(Records supplied)
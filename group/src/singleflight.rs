//! Collapses concurrent loads of the same key into a single execution.

use shoal_cache::Janitor;

use std::collections::VecDeque;
use std::fmt;
use std::sync::atomic::{AtomicU64, Ordering};
use std::sync::Arc;
use std::thread::{self, Thread};
use std::time::{Duration, Instant};

use ahash::HashMap;
use parking_lot::Mutex;

enum CallState<V, E> {
  Running,
  Done(Result<V, E>),
  /// The loader panicked; waiters start over.
  Abandoned,
}

struct CallInner<V, E> {
  state: CallState<V, E>,
  waiters: VecDeque<Thread>,
}

/// One in-flight load. Waiters park until the leader completes it.
struct Call<V, E> {
  inner: Mutex<CallInner<V, E>>,
}

impl<V: Clone, E: Clone> Call<V, E> {
  fn new() -> Self {
    Self {
      inner: Mutex::new(CallInner {
        state: CallState::Running,
        waiters: VecDeque::new(),
      }),
    }
  }

  fn finish(&self, state: CallState<V, E>) {
    let mut inner = self.inner.lock();
    inner.state = state;
    for waiter in inner.waiters.drain(..) {
      waiter.unpark();
    }
  }

  /// Blocks until the call finishes. `None` if it was abandoned.
  fn wait(&self) -> Option<Result<V, E>> {
    loop {
      {
        let mut inner = self.inner.lock();
        match &inner.state {
          CallState::Done(result) => return Some(result.clone()),
          CallState::Abandoned => return None,
          CallState::Running => inner.waiters.push_back(thread::current()),
        }
      }
      thread::park();
    }
  }
}

struct Cached<V> {
  value: V,
  expires_at: Instant,
}

struct Inner<V, E> {
  calls: Mutex<HashMap<String, Arc<Call<V, E>>>>,
  results: Mutex<HashMap<String, Cached<V>>>,
  ttl: Option<Duration>,
  executions: AtomicU64,
  suppressed: AtomicU64,
}

impl<V, E> Inner<V, E> {
  fn sweep(&self) -> usize {
    let now = Instant::now();
    let mut results = self.results.lock();
    let before = results.len();
    results.retain(|_, cached| cached.expires_at > now);
    before - results.len()
  }
}

/// Completes the call as abandoned if the leader unwinds before finishing.
struct LeaderGuard<'a, V: Clone, E: Clone> {
  inner: &'a Inner<V, E>,
  key: &'a str,
  call: Arc<Call<V, E>>,
  armed: bool,
}

impl<V: Clone, E: Clone> Drop for LeaderGuard<'_, V, E> {
  fn drop(&mut self) {
    if self.armed {
      self.inner.calls.lock().remove(self.key);
      self.call.finish(CallState::Abandoned);
    }
  }
}

/// Ensures at most one loader per key runs at a time.
///
/// Callers arriving while a load is in flight block until it finishes and
/// receive its result, success or error. With a result TTL, successful
/// results are also served to later callers until they expire; a janitor
/// sweeps expired results every TTL.
pub struct SingleFlight<V, E> {
  inner: Arc<Inner<V, E>>,
  sweeper: Mutex<Option<Janitor>>,
}

impl<V, E> SingleFlight<V, E>
where
  V: Clone + Send + 'static,
  E: Clone + Send + 'static,
{
  /// Creates a group. `ttl` of `None` or zero disables result caching.
  pub fn new(ttl: Option<Duration>) -> Self {
    let ttl = ttl.filter(|ttl| !ttl.is_zero());
    let inner = Arc::new(Inner {
      calls: Mutex::new(HashMap::default()),
      results: Mutex::new(HashMap::default()),
      ttl,
      executions: AtomicU64::new(0),
      suppressed: AtomicU64::new(0),
    });

    let sweeper = ttl.map(|ttl| {
      let inner = inner.clone();
      Janitor::spawn("singleflight-sweeper", ttl, move || {
        let removed = inner.sweep();
        if removed > 0 {
          tracing::trace!(removed, "expired singleflight results swept");
        }
      })
    });

    Self {
      inner,
      sweeper: Mutex::new(sweeper),
    }
  }

  /// Runs `loader` for `key` unless a load is already in flight or a cached
  /// result is still fresh.
  ///
  /// The loader runs on the calling thread. Only successful results are
  /// cached.
  pub fn call<F>(&self, key: &str, loader: F) -> Result<V, E>
  where
    F: FnOnce() -> Result<V, E>,
  {
    let call = loop {
      let running = {
        let mut calls = self.inner.calls.lock();
        if let Some(value) = self.fresh_result(key) {
          self.inner.suppressed.fetch_add(1, Ordering::Relaxed);
          return Ok(value);
        }
        match calls.get(key) {
          Some(call) => call.clone(),
          None => {
            let call = Arc::new(Call::new());
            calls.insert(key.to_owned(), call.clone());
            break call;
          }
        }
      };

      if let Some(result) = running.wait() {
        self.inner.suppressed.fetch_add(1, Ordering::Relaxed);
        return result;
      }
      tracing::debug!(key, "in-flight load abandoned; retrying");
    };

    self.lead(key, call, loader)
  }

  fn lead<F>(&self, key: &str, call: Arc<Call<V, E>>, loader: F) -> Result<V, E>
  where
    F: FnOnce() -> Result<V, E>,
  {
    let mut guard = LeaderGuard {
      inner: &self.inner,
      key,
      call: call.clone(),
      armed: true,
    };

    self.inner.executions.fetch_add(1, Ordering::Relaxed);
    let result = loader();
    guard.armed = false;

    if let (Ok(value), Some(ttl)) = (&result, self.inner.ttl) {
      self.inner.results.lock().insert(
        key.to_owned(),
        Cached {
          value: value.clone(),
          expires_at: Instant::now() + ttl,
        },
      );
    }
    call.finish(CallState::Done(result.clone()));
    self.inner.calls.lock().remove(key);
    result
  }

  fn fresh_result(&self, key: &str) -> Option<V> {
    let mut results = self.inner.results.lock();
    match results.get(key) {
      Some(cached) if cached.expires_at > Instant::now() => Some(cached.value.clone()),
      Some(_) => {
        results.remove(key);
        None
      }
      None => None,
    }
  }

  /// Drops any cached result for `key`.
  pub fn forget(&self, key: &str) -> bool {
    self.inner.results.lock().remove(key).is_some()
  }

  /// Removes expired cached results now. Returns how many were removed.
  pub fn sweep(&self) -> usize {
    self.inner.sweep()
  }

  pub fn ttl(&self) -> Option<Duration> {
    self.inner.ttl
  }

  /// Number of loads currently running.
  pub fn in_flight(&self) -> usize {
    self.inner.calls.lock().len()
  }

  /// Number of cached results, including expired ones not yet swept.
  pub fn cached(&self) -> usize {
    self.inner.results.lock().len()
  }

  /// How many times a loader actually ran.
  pub fn executions(&self) -> u64 {
    self.inner.executions.load(Ordering::Relaxed)
  }

  /// How many calls were answered without running their loader.
  pub fn suppressed(&self) -> u64 {
    self.inner.suppressed.load(Ordering::Relaxed)
  }

  /// Stops the result sweeper. Cached results then expire lazily.
  pub fn stop(&self) -> bool {
    match self.sweeper.lock().take() {
      Some(janitor) => {
        janitor.stop();
        true
      }
      None => false,
    }
  }

  pub fn sweeper_running(&self) -> bool {
    self
      .sweeper
      .lock()
      .as_ref()
      .map_or(false, |janitor| janitor.is_running())
  }
}

impl<V, E> fmt::Debug for SingleFlight<V, E> {
  fn fmt(&self, f: &mut fmt::Formatter<'_>) -> fmt::Result {
    f.debug_struct("SingleFlight")
      .field("ttl", &self.inner.ttl)
      .field("in_flight", &self.inner.calls.lock().len())
      .field("cached", &self.inner.results.lock().len())
      .finish()
  }
}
(End Records supplied)
Once you have read the data, reproduce all of it exactly.

filename group/src/singleflight.rs
//! Collapses concurrent loads of the same key into a single execution.

use shoal_cache::Janitor;

use std::collections::VecDeque;
use std::fmt;
use std::sync::atomic::{AtomicU64, Ordering};
use std::sync::Arc;
use std::thread::{self, Thread};
use std::time::{Duration, Instant};

use ahash::HashMap;
use parking_lot::Mutex;

enum CallState<V, E> {
  Running,
  Done(Result<V, E>),
  /// The loader panicked; waiters start over.
  Abandoned,
}

struct CallInner<V, E> {
  state: CallState<V, E>,
  waiters: VecDeque<Thread>,
}

/// One in-flight load. Waiters park until the leader completes it.
struct Call<V, E> {
  inner: Mutex<CallInner<V, E>>,
}

impl<V: Clone, E: Clone> Call<V, E> {
  fn new() -> Self {
    Self {
      inner: Mutex::new(CallInner {
        state: CallState::Running,
        waiters: VecDeque::new(),
      }),
    }
  }

  fn finish(&self, state: CallState<V, E>) {
    let mut inner = self.inner.lock();
    inner.state = state;
    for waiter in inner.waiters.drain(..) {
      waiter.unpark();
    }
  }

  /// Blocks until the call finishes. `None` if it was abandoned.
  fn wait(&self) -> Option<Result<V, E>> {
    loop {
      {
        let mut inner = self.inner.lock();
        match &inner.state {
          CallState::Done(result) => return Some(result.clone()),
          CallState::Abandoned => return None,
          CallState::Running => inner.waiters.push_back(thread::current()),
        }
      }
      thread::park();
    }
  }
}

struct Cached<V> {
  value: V,
  expires_at: Instant,
}

struct Inner<V, E> {
  calls: Mutex<HashMap<String, Arc<Call<V, E>>>>,
  results: Mutex<HashMap<String, Cached<V>>>,
  ttl: Option<Duration>,
  executions: AtomicU64,
  suppressed: AtomicU64,
}

impl<V, E> Inner<V, E> {
  fn sweep(&self) -> usize {
    let now = Instant::now();
    let mut results = self.results.lock();
    let before = results.len();
    results.retain(|_, cached| cached.expires_at > now);
    before - results.len()
  }
}

/// Completes the call as abandoned if the leader unwinds before finishing.
struct LeaderGuard<'a, V: Clone, E: Clone> {
  inner: &'a Inner<V, E>,
  key: &'a str,
  call: Arc<Call<V, E>>,
  armed: bool,
}

impl<V: Clone, E: Clone> Drop for LeaderGuard<'_, V, E> {
  fn drop(&mut self) {
    if self.armed {
      self.inner.calls.lock().remove(self.key);
      self.call.finish(CallState::Abandoned);
    }
  }
}

/// Ensures at most one loader per key runs at a time.
///
/// Callers arriving while a load is in flight block until it finishes and
/// receive its result, success or error. With a result TTL, successful
/// results are also served to later callers until they expire; a janitor
/// sweeps expired results every TTL.
pub struct SingleFlight<V, E> {
  inner: Arc<Inner<V, E>>,
  sweeper: Mutex<Option<Janitor>>,
}

impl<V, E> SingleFlight<V, E>
where
  V: Clone + Send + 'static,
  E: Clone + Send + 'static,
{
  /// Creates a group. `ttl` of `None` or zero disables result caching.
  pub fn new(ttl: Option<Duration>) -> Self {
    let ttl = ttl.filter(|ttl| !ttl.is_zero());
    let inner = Arc::new(Inner {
      calls: Mutex::new(HashMap::default()),
      results: Mutex::new(HashMap::default()),
      ttl,
      executions: AtomicU64::new(0),
      suppressed: AtomicU64::new(0),
    });

    let sweeper = ttl.map(|ttl| {
      let inner = inner.clone();
      Janitor::spawn("singleflight-sweeper", ttl, move || {
        let removed = inner.sweep();
        if removed > 0 {
          tracing::trace!(removed, "expired singleflight results swept");
        }
      })
    });

    Self {
      inner,
      sweeper: Mutex::new(sweeper),
    }
  }

  /// Runs `loader` for `key` unless a load is already in flight or a cached
  /// result is still fresh.
  ///
  /// The loader runs on the calling thread. Only successful results are
  /// cached.
  pub fn call<F>(&self, key: &str, loader: F) -> Result<V, E>
  where
    F: FnOnce() -> Result<V, E>,
  {
    let call = loop {
      let running = {
        let mut calls = self.inner.calls.lock();
        if let Some(value) = self.fresh_result(key) {
          self.inner.suppressed.fetch_add(1, Ordering::Relaxed);
          return Ok(value);
        }
        match calls.get(key) {
          Some(call) => call.clone(),
          None => {
            let call = Arc::new(Call::new());
            calls.insert(key.to_owned(), call.clone());
            break call;
          }
        }
      };

      if let Some(result) = running.wait() {
        self.inner.suppressed.fetch_add(1, Ordering::Relaxed);
        return result;
      }
      tracing::debug!(key, "in-flight load abandoned; retrying");
    };

    self.lead(key, call, loader)
  }

  fn lead<F>(&self, key: &str, call: Arc<Call<V, E>>, loader: F) -> Result<V, E>
  where
    F: FnOnce() -> Result<V, E>,
  {
    let mut guard = LeaderGuard {
      inner: &self.inner,
      key,
      call: call.clone(),
      armed: true,
    };

    self.inner.executions.fetch_add(1, Ordering::Relaxed);
    let result = loader();
    guard.armed = false;

    if let (Ok(value), Some(ttl)) = (&result, self.inner.ttl) {
      self.inner.results.lock().insert(
        key.to_owned(),
        Cached {
          value: value.clone(),
          expires_at: Instant::now() + ttl,
        },
      );
    }
    call.finish(CallState::Done(result.clone()));
    self.inner.calls.lock().remove(key);
    result
  }

  fn fresh_result(&self, key: &str) -> Option<V> {
    let mut results = self.inner.results.lock();
    match results.get(key) {
      Some(cached) if cached.expires_at > Instant::now() => Some(cached.value.clone()),
      Some(_) => {
        results.remove(key);
        None
      }
      None => None,
    }
  }

  /// Drops any cached result for `key`.
  pub fn forget(&self, key: &str) -> bool {
    self.inner.results.lock().remove(key).is_some()
  }

  /// Removes expired cached results now. Returns how many were removed.
  pub fn sweep(&self) -> usize {
    self.inner.sweep()
  }

  pub fn ttl(&self) -> Option<Duration> {
    self.inner.ttl
  }

  /// Number of loads currently running.
  pub fn in_flight(&self) -> usize {
    self.inner.calls.lock().len()
  }

  /// Number of cached results, including expired ones not yet swept.
  pub fn cached(&self) -> usize {
    self.inner.results.lock().len()
  }

  /// How many times a loader actually ran.
  pub fn executions(&self) -> u64 {
    self.inner.executions.load(Ordering::Relaxed)
  }

  /// How many calls were answered without running their loader.
  pub fn suppressed(&self) -> u64 {
    self.inner.suppressed.load(Ordering::Relaxed)
  }

  /// Stops the result sweeper. Cached results then expire lazily.
  pub fn stop(&self) -> bool {
    match self.sweeper.lock().take() {
      Some(janitor) => {
        janitor.stop();
        true
      }
      None => false,
    }
  }

  pub fn sweeper_running(&self) -> bool {
    self
      .sweeper
      .lock()
      .as_ref()
      .map_or(false, |janitor| janitor.is_running())
  }
}

impl<V, E> fmt::Debug for SingleFlight<V, E> {
  fn fmt(&self, f: &mut fmt::Formatter<'_>) -> fmt::Result {
    f.debug_struct("SingleFlight")
      .field("ttl", &self.inner.ttl)
      .field("in_flight", &self.inner.calls.lock().len())
      .field("cached", &self.inner.results.lock().len())
      .finish()
  }
}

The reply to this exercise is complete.